Directions for this task
Would you please print the data a second time, exactly as it stands?
+ + + +
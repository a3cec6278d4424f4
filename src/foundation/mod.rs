/// Colors, placement and canvas geometry.
pub mod core;
/// CSS color parsing.
pub mod color;
/// Crate-wide error type.
pub mod error;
+ + + +
Written solution
repository a3cec6278d4424f4
filename src/foundation/mod.rs
/// Colors, placement and canvas geometry.
pub mod core;
/// CSS color parsing.
pub mod color;
/// Crate-wide error type.
pub mod error;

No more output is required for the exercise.